Beauville-Voisin filtrations on zero cycles of moduli space of stable sheaves on K3 surfaces

TL;DR

This paper demonstrates that Voisin's filtration on zero cycles of moduli spaces of stable sheaves on K3 surfaces aligns with other proposed filtrations, confirming a conjecture and advancing understanding of hyper-K"ahler geometry.

Contribution

It proves the equivalence of Voisin's filtration with other filtrations on zero cycles in moduli spaces of stable sheaves on K3 surfaces, confirming a key conjecture.

Findings

Voisin's filtration is equivalent to other filtrations.

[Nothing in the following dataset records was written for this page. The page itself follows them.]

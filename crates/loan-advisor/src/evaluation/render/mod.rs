//! Rendering of evaluation outcomes into the result page's display regions.
//!
//! [`ResultRenderer`] owns the `Idle -> Loading -> Success | Failure` progression and
//! writes through [`RenderTargets`], so any front end (terminal, web view, test double)
//! can host the regions.

mod memory;

pub use memory::MemoryTargets;

use serde::Serialize;

use super::client::NetworkFailure;
use super::domain::{BankChance, EvaluationReport, EvaluationResult};

pub const ANALYZING: &str = "Analyserer data...";
pub const RISK_FLAGS_HEADING: &str = "Risiko Flagg funnet:";
pub const NO_RISK_FLAGS: &str = "Ingen risikoflagg funnet.";
pub const NO_SUGGESTIONS: &str = "Ingen forbedringer nødvendig.";
pub const UNKNOWN_ERROR: &str = "Ukjent feil";
pub const ANALYSIS_INCOMPLETE: &str = "Kunne ikke fullføre analysen.";
pub const CHECK_SERVER: &str = "Kontroller at serveren er tilgjengelig.";

/// Bank chances strictly above this percentage are highlighted.
pub const HIGH_CHANCE_THRESHOLD: f64 = 60.0;

/// Display regions the renderer writes to.
pub trait RenderTargets {
    fn set_loading(&mut self, visible: bool);
    fn set_content_visible(&mut self, visible: bool);
    fn set_risk_flags(&mut self, view: RiskFlagsView);
    fn set_suggestions(&mut self, items: Vec<MessageLine>);
    fn set_bank_cards(&mut self, cards: Vec<BankCard>);
}

#[derive(Debug, Clone, Copy, PartialEq, Eq, Serialize)]
#[serde(rename_all = "snake_case")]
pub enum Tone {
    /// Progress or heading text.
    Info,
    /// Placeholder shown when a list has nothing to report.
    Neutral,
    /// A flagged risk or an error.
    Error,
    /// A regular list entry.
    Item,
}

#[derive(Debug, Clone, PartialEq, Eq, Serialize)]
pub struct MessageLine {
    pub text: String,
    pub tone: Tone,
}

impl MessageLine {
    pub fn new(text: impl Into<String>, tone: Tone) -> Self {
        Self {
            text: text.into(),
            tone,
        }
    }
}

#[derive(Debug, Clone, PartialEq, Eq, Default, Serialize)]
pub struct RiskFlagsView {
    #[serde(skip_serializing_if = "Option::is_none")]
    pub heading: Option<String>,
    pub lines: Vec<MessageLine>,
}

#[derive(Debug, Clone, PartialEq, Serialize)]
pub struct BankCard {
    pub bank_name: String,
    pub chance: f64,
    pub high_chance: bool,
}

impl From<&BankChance> for BankCard {
    fn from(entry: &BankChance) -> Self {
        Self {
            bank_name: entry.bank_name.clone(),
            chance: entry.chance,
            high_chance: entry.chance > HIGH_CHANCE_THRESHOLD,
        }
    }
}

#[derive(Debug, Clone, Copy, PartialEq, Eq, Serialize)]
#[serde(rename_all = "snake_case")]
pub enum RenderState {
    Idle,
    Loading,
    Success,
    Failure,
}

pub struct ResultRenderer<T> {
    targets: T,
    state: RenderState,
}

impl<T: RenderTargets> ResultRenderer<T> {
    pub fn new(targets: T) -> Self {
        Self {
            targets,
            state: RenderState::Idle,
        }
    }

    pub fn state(&self) -> RenderState {
        self.state
    }

    pub fn targets(&self) -> &T {
        &self.targets
    }

    pub fn into_targets(self) -> T {
        self.targets
    }

    /// Shows the busy indicator for a submission that has just started.
    pub fn begin(&mut self) {
        self.targets.set_loading(true);
        self.targets.set_content_visible(false);
        self.targets.set_risk_flags(RiskFlagsView {
            heading: None,
            lines: vec![MessageLine::new(ANALYZING, Tone::Info)],
        });
        self.targets.set_suggestions(Vec::new());
        self.state = RenderState::Loading;
    }

    pub fn render(&mut self, outcome: &Result<EvaluationResult, NetworkFailure>) -> RenderState {
        match outcome {
            Ok(result) => self.render_result(result),
            Err(failure) => self.render_network_failure(failure),
        }
    }

    pub fn render_result(&mut self, result: &EvaluationResult) -> RenderState {
        self.reveal();
        match result {
            EvaluationResult::Success(report) => {
                self.render_report(report);
                self.state = RenderState::Success;
            }
            EvaluationResult::Failure { message } => {
                let message = message.as_deref().unwrap_or(UNKNOWN_ERROR);
                self.render_failure(format!("Analyse Feil: {message}"), ANALYSIS_INCOMPLETE);
            }
        }
        self.state
    }

    pub fn render_network_failure(&mut self, failure: &NetworkFailure) -> RenderState {
        self.reveal();
        self.render_failure(
            format!("Nettverksfeil: Kunne ikke koble til API ({failure})"),
            CHECK_SERVER,
        );
        self.state
    }

    fn reveal(&mut self) {
        self.targets.set_loading(false);
        self.targets.set_content_visible(true);
    }

    fn render_report(&mut self, report: &EvaluationReport) {
        let flags = if report.risk_flags.is_empty() {
            RiskFlagsView {
                heading: None,
                lines: vec![MessageLine::new(NO_RISK_FLAGS, Tone::Neutral)],
            }
        } else {
            RiskFlagsView {
                heading: Some(RISK_FLAGS_HEADING.to_string()),
                lines: report
                    .risk_flags
                    .iter()
                    .map(|flag| MessageLine::new(flag.as_str(), Tone::Error))
                    .collect(),
            }
        };
        self.targets.set_risk_flags(flags);

        let suggestions = if report.suggestions.is_empty() {
            vec![MessageLine::new(NO_SUGGESTIONS, Tone::Neutral)]
        } else {
            report
                .suggestions
                .iter()
                .map(|item| MessageLine::new(item.as_str(), Tone::Item))
                .collect()
        };
        self.targets.set_suggestions(suggestions);

        self.targets
            .set_bank_cards(report.bank_chances.iter().map(BankCard::from).collect());
    }

    fn render_failure(&mut self, headline: String, guidance: &str) {
        self.targets.set_risk_flags(RiskFlagsView {
            heading: None,
            lines: vec![MessageLine::new(headline, Tone::Error)],
        });
        self.targets
            .set_suggestions(vec![MessageLine::new(guidance, Tone::Neutral)]);
        self.targets.set_bank_cards(Vec::new());
        self.state = RenderState::Failure;
    }
}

Confirmed a conjecture in Barros-Flapan-Marian-Silversmith.

Enhanced understanding of zero cycle filtrations on hyper-K"ahler manifolds.

Abstract

The Beauville-Voisin conjecture predicts the existence of a filtration on projective hyper-K\"ahler manifolds opposite to the conjecture Bloch-Beilinson filtration, called the Beauivlle-Voisin filtration. Voisin has introduced a filtration on zero cycles of an arbitrary projective hyper-K\"ahler manifold. On moduli space of stable objects of a projective K3 surface, there are other candidates constructed by Shen-Yin-Zhao, Barros-Flapan-Marian-Silversmith and more recently by Vial from different point of views. According to the work of Vial, all of them are proved to be equivalent except Voisin's filtration. In this paper, we show that Voisin's filtration is the same as the other filtrations. As an application, we prove a conjecture in Barros-Flapan-Marian-Silversmith's paper.